What is in your data? Detect schema, statistics and entities in almost any file.

These details have not been verified by PyPI

Project links

Homepage

Project description

PyPI - Python Version GitHub GitHub last commit

Data Profiler | What's in your data?

The DataProfiler is a Python library designed to make data analysis, monitoring and sensitive data detection easy.

Loading Data with a single command, the library automatically formats & loads files into a DataFrame. Profiling the Data, the library identifies the schema, statistics, entities (PII / NPI) and more. Data Profiles can then be used in downstream applications or reports.

Getting started only takes a few lines of code (example csv):

import json
from dataprofiler import Data, Profiler

data = Data("your_file.csv") # Auto-Detect & Load: CSV, AVRO, Parquet, JSON, Text

print(data.data.head(5)) # Access data directly via a compatible Pandas DataFrame

profile = Profiler(data) # Calculate Statistics, Entity Recognition, etc

readable_report = profile.report(report_options={"output_format":"compact"})

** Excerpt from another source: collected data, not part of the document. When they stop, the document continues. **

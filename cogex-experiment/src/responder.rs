use std::collections::VecDeque;
use std::io::{BufRead, Write};

use cogex_core::TrialResult;
use rand::Rng;
use rand::seq::IndexedRandom;
use tracing::debug;

use crate::config::ParticipantConfig;
use crate::error::Result;
use crate::presentation::{Capture, Presentation};

/// Stands in for the subject: sees a resolved trial and returns the key
/// press, if any. An `rt_ms` of `None` with a response means the runner
/// measures the reaction time on its own clock.
pub trait Responder {
    fn respond(&mut self, presentation: &Presentation) -> Result<Capture>;
}

/// Replays previously captured responses in order; once exhausted every
/// trial gets no response.
#[derive(Debug, Clone, Default)]
pub struct ScriptedResponder {
    captures: VecDeque<Capture>,
}

impl ScriptedResponder {
    pub fn new(captures: impl IntoIterator<Item = Capture>) -> Self {
        Self {
            captures: captures.into_iter().collect(),
        }
    }

    pub fn remaining(&self) -> usize {
        self.captures.len()
    }
}

impl Responder for ScriptedResponder {
    fn respond(&mut self, _presentation: &Presentation) -> Result<Capture> {
        Ok(self.captures.pop_front().unwrap_or_else(|| {
            debug!("script exhausted, no response");
            Capture::none()
        }))
    }
}

/// Resumes an interrupted session: the captures of an earlier log are
/// replayed trial by trial, then `fallback` takes over.
#[derive(Debug, Clone)]
pub struct ReplayResponder<R: Responder> {
    replay: ScriptedResponder,
    fallback: R,
}

impl<R: Responder> ReplayResponder<R> {
    pub fn new(records: &[TrialResult], fallback: R) -> Self {
        let captures = records.iter().map(|record| Capture {
            response: record.response.clone(),
            rt_ms: record.rt,
        });
        Self {
            replay: ScriptedResponder::new(captures),
            fallback,
        }
    }

    pub fn remaining(&self) -> usize {
        self.replay.remaining()
    }

    pub fn into_inner(self) -> R {
        self.fallback
    }
}

impl<R: Responder> Responder for ReplayResponder<R> {
    fn respond(&mut self, presentation: &Presentation) -> Result<Capture> {
        if self.replay.remaining() == 0 {
            return self.fallback.respond(presentation);
        }
        let capture = self.replay.respond(presentation)?;
        if self.replay.remaining() == 0 {
            debug!("replay finished, handing over");
        }
        Ok(capture)
    }
}

/// Random participant that answers correctly with probability `accuracy`,
/// misses with probability `miss_rate`, and responds within `rt_range_ms`.
#[derive(Debug, Clone)]
pub struct SimulatedParticipant<R: Rng> {
    config: ParticipantConfig,
    rng: R,
}

impl<R: Rng> SimulatedParticipant<R> {
    pub fn new(config: ParticipantConfig, rng: R) -> Self {
        Self { config, rng }
    }
}

impl<R: Rng> Responder for SimulatedParticipant<R> {
    fn respond(&mut self, presentation: &Presentation) -> Result<Capture> {
        if presentation.choices.is_empty() || self.rng.random::<f64>() < self.config.miss_rate {
            return Ok(Capture::none());
        }
        let (lo, hi) = self.config.rt_range_ms;
        let rt = self.rng.random_range(lo..=hi);

        let expected = presentation
            .correct_key
            .as_str()
            .filter(|key| presentation.accepts(key));
        let key = match expected {
            Some(key) if self.rng.random::<f64>() < self.config.accuracy => key.to_string(),
            _ => {
                let others: Vec<&String> = presentation
                    .choices
                    .iter()
                    .filter(|c| Some(c.as_str()) != expected)
                    .collect();
                let pool = if others.is_empty() {
                    presentation.choices.iter().collect()
                } else {
                    others
                };
                match pool.choose(&mut self.rng) {
                    Some(key) => key.to_string(),
                    None => return Ok(Capture::none()),
                }
            }
        };
        Ok(Capture::key(key, rt))
    }
}

/// Text-mode subject: prints each screen and reads one line per response
/// trial. An empty line or end of input counts as no response.
pub struct PromptResponder<I: BufRead, O: Write> {
    input: I,
    output: O,
}

impl<I: BufRead, O: Write> PromptResponder<I, O> {
    pub fn new(input: I, output: O) -> Self {
        Self { input, output }
    }
}

impl<I: BufRead, O: Write> Responder for PromptResponder<I, O> {
    fn respond(&mut self, presentation: &Presentation) -> Result<Capture> {
        if presentation.choices.is_empty() {
            writeln!(self.output, "{}", presentation.describe())?;
            return Ok(Capture::none());
        }
        write!(self.output, "{} You press <<", presentation.describe())?;
        self.output.flush()?;

        let mut line = String::new();
        if self.input.read_line(&mut line)? == 0 {
            return Ok(Capture::none());
        }
        let key = line.trim().to_lowercase();
        if key.is_empty() {
            return Ok(Capture::none());
        }
        Ok(Capture {
            response: Some(key),
            rt_ms: None,
        })
    }
}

print(json.dumps(readable_report, indent=4))

Note: The Data Profiler comes with a pre-trained deep learning model, used to efficiently identify sensitive data (PII / NPI). If desired, it's easy to add new entities to the existing pre-trained model or insert an entire new pipeline for entity recognition.

For API documentation, visit the documentation page.

If you have suggestions or find a bug, please open an issue.

Install

To install the full package from pypi: pip install DataProfiler[ml]

If the ML requirements are too strict (say, you don't want to install tensorflow), you can install a slimmer package. The slimmer package disables the default sensitive data detection / entity recognition (labler)

Install from pypi: pip install DataProfiler

What is a Data Profile?

In the case of this library, a data profile is a dictionary containing statistics and predictions about the underlying dataset. There are "global statistics" or global_stats, which contain dataset level data and there are "column/row level statistics" or data_stats (each column is a new key-value entry).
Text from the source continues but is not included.